#### [Aim of the task]
What follows is a block of records; restate each one word for word.

#### [Data to use]
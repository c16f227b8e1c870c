//! Error types for scope-stream.
//!
//! Errors are split into two categories:
//! - **Stream errors** ([`StreamError`]): lifecycle, device, and hand-off failures
//! - **Render errors** ([`RenderError`]): raised by a [`Renderer`](crate::Renderer)
//!   implementation and only observed by the driver, never interpreted

/// Errors raised by the capture pipeline and its lifecycle.
///
/// `DeviceUnavailable` is returned from [`Session::open()`] and means the stream
/// never started. `DeviceError` is terminal for a running stream and is surfaced
/// once, after the device has been released.
///
/// [`Session::open()`]: crate::Session::open
#[derive(Debug, Clone, PartialEq, Eq, thiserror::Error)]
pub enum StreamError {
    /// The device could not be opened (bad index, unsupported config, device busy).
    #[error("device unavailable: {device} - {reason}")]
    DeviceUnavailable {
        /// Description of the requested device.
        device: String,
        /// Reason the device could not be opened.
        reason: String,
    },

    /// An operation was attempted on a stream that has already been closed.
    #[error("stream closed")]
    StreamClosed,

    /// The device failed while capturing (disconnect, overrun).
    #[error("device error: {reason}")]
    DeviceError {
        /// Description reported by the device backend.
        reason: String,
    },

    /// The display collaborator failed while rendering.
    #[error("render failure: {reason}")]
    RenderFailure {
        /// Description reported by the renderer.
        reason: String,
    },

    /// The stream configuration is not usable.
    #[error("invalid stream config: {reason}")]
    InvalidConfig {
        /// What is wrong with the configuration.
        reason: String,
    },

    /// A published block does not match the stream shape or ordering.
    #[error("invalid block: {reason}")]
    InvalidBlock {
        /// What is wrong with the block.
        reason: String,
    },

    /// `open` was called on a session that is already running.
    #[error("stream already open")]
    AlreadyOpen,

    /// An error from the underlying audio library (CPAL).
    #[error("audio backend error: {0}")]
    BackendError(String),
}

impl StreamError {
    /// Creates a `DeviceUnavailable` error.
    pub fn device_unavailable(device: impl Into<String>, reason: impl Into<String>) -> Self {
        Self::DeviceUnavailable {
            device: device.into(),
            reason: reason.into(),
        }
    }

    /// Creates a `DeviceError` with the given reason.
    pub fn device_error(reason: impl Into<String>) -> Self {
        Self::DeviceError {
            reason: reason.into(),
        }
    }

    /// Creates an `InvalidConfig` error with the given reason.
    pub fn invalid_config(reason: impl Into<String>) -> Self {
        Self::InvalidConfig {
            reason: reason.into(),
        }
    }

    /// Creates an `InvalidBlock` error with the given reason.
    pub fn invalid_block(reason: impl Into<String>) -> Self {
        Self::InvalidBlock {
            reason: reason.into(),
        }
    }

    /// Returns `true` if this error ends a running stream.
    pub fn is_terminal(&self) -> bool {
        matches!(
            self,
            Self::StreamClosed | Self::DeviceError { .. } | Self::RenderFailure { .. }
        )
    }
}

/// Errors that can occur within a [`Renderer`](crate::Renderer) implementation.
///
/// The driver does not retry or inspect these: any render error stops the loop
/// and is re-raised as [`StreamError::RenderFailure`] once the stream is closed.
#[derive(Debug, thiserror::Error)]
pub enum RenderError {
    /// Updating the display failed.
    #[error("update failed: {reason}")]
    UpdateFailed {
        /// Description of what went wrong.
        reason: String,
    },

    /// The display surface went away while updating.
    #[error("display closed")]
    DisplayClosed,

    /// Custom error for user-implemented renderers.
    #[error("{0}")]
    Custom(String),
}

impl RenderError {
    /// Creates a custom render error with the given message.
    pub fn custom(msg: impl Into<String>) -> Self {
        Self::Custom(msg.into())
    }

    /// Creates an update failed error with the given reason.
    pub fn update_failed(reason: impl Into<String>) -> Self {
        Self::UpdateFailed {
            reason: reason.into(),
        }
    }
}

impl From<RenderError> for StreamError {
    fn from(err: RenderError) -> Self {
        Self::RenderFailure {
            reason: err.to_string(),
        }
    }
}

#### [Exercise response]
repository c16f227b8e1c870c
//! Error types for scope-stream.
//!
//! Errors are split into two categories:
//! - **Stream errors** ([`StreamError`]): lifecycle, device, and hand-off failures
//! - **Render errors** ([`RenderError`]): raised by a [`Renderer`](crate::Renderer)
//!   implementation and only observed by the driver, never interpreted

/// Errors raised by the capture pipeline and its lifecycle.
///
/// `DeviceUnavailable` is returned from [`Session::open()`] and means the stream
/// never started. `DeviceError` is terminal for a running stream and is surfaced
/// once, after the device has been released.
///
/// [`Session::open()`]: crate::Session::open
#[derive(Debug, Clone, PartialEq, Eq, thiserror::Error)]
pub enum StreamError {
    /// The device could not be opened (bad index, unsupported config, device busy).
    #[error("device unavailable: {device} - {reason}")]
    DeviceUnavailable {
        /// Description of the requested device.
        device: String,
        /// Reason the device could not be opened.
        reason: String,
    },

    /// An operation was attempted on a stream that has already been closed.
    #[error("stream closed")]
    StreamClosed,

    /// The device failed while capturing (disconnect, overrun).
    #[error("device error: {reason}")]
    DeviceError {
        /// Description reported by the device backend.
        reason: String,
    },

    /// The display collaborator failed while rendering.
    #[error("render failure: {reason}")]
    RenderFailure {
        /// Description reported by the renderer.
        reason: String,
    },

    /// The stream configuration is not usable.
    #[error("invalid stream config: {reason}")]
    InvalidConfig {
        /// What is wrong with the configuration.
        reason: String,
    },

    /// A published block does not match the stream shape or ordering.
    #[error("invalid block: {reason}")]
    InvalidBlock {
        /// What is wrong with the block.
        reason: String,
    },

    /// `open` was called on a session that is already running.
    #[error("stream already open")]
    AlreadyOpen,

    /// An error from the underlying audio library (CPAL).
    #[error("audio backend error: {0}")]
    BackendError(String),
}

impl StreamError {
    /// Creates a `DeviceUnavailable` error.
    pub fn device_unavailable(device: impl Into<String>, reason: impl Into<String>) -> Self {
        Self::DeviceUnavailable {
            device: device.into(),
            reason: reason.into(),
        }
    }

    /// Creates a `DeviceError` with the given reason.
    pub fn device_error(reason: impl Into<String>) -> Self {
        Self::DeviceError {
            reason: reason.into(),
        }
    }

    /// Creates an `InvalidConfig` error with the given reason.
    pub fn invalid_config(reason: impl Into<String>) -> Self {
        Self::InvalidConfig {
            reason: reason.into(),
        }
    }

    /// Creates an `InvalidBlock` error with the given reason.
    pub fn invalid_block(reason: impl Into<String>) -> Self {
        Self::InvalidBlock {
            reason: reason.into(),
        }
    }

    /// Returns `true` if this error ends a running stream.
    pub fn is_terminal(&self) -> bool {
        matches!(
            self,
            Self::StreamClosed | Self::DeviceError { .. } | Self::RenderFailure { .. }
        )
    }
}

/// Errors that can occur within a [`Renderer`](crate::Renderer) implementation.
///
/// The driver does not retry or inspect these: any render error stops the loop
/// and is re-raised as [`StreamError::RenderFailure`] once the stream is closed.
#[derive(Debug, thiserror::Error)]
pub enum RenderError {
    /// Updating the display failed.
    #[error("update failed: {reason}")]
    UpdateFailed {
        /// Description of what went wrong.
        reason: String,
    },

    /// The display surface went away while updating.
    #[error("display closed")]
    DisplayClosed,

    /// Custom error for user-implemented renderers.
    #[error("{0}")]
    Custom(String),
}

impl RenderError {
    /// Creates a custom render error with the given message.
    pub fn custom(msg: impl Into<String>) -> Self {
        Self::Custom(msg.into())
    }

    /// Creates an update failed error with the given reason.
    pub fn update_failed(reason: impl Into<String>) -> Self {
        Self::UpdateFailed {
            reason: reason.into(),
        }
    }
}

impl From<RenderError> for StreamError {
    fn from(err: RenderError) -> Self {
        Self::RenderFailure {
            reason: err.to_string(),
        }
    }
}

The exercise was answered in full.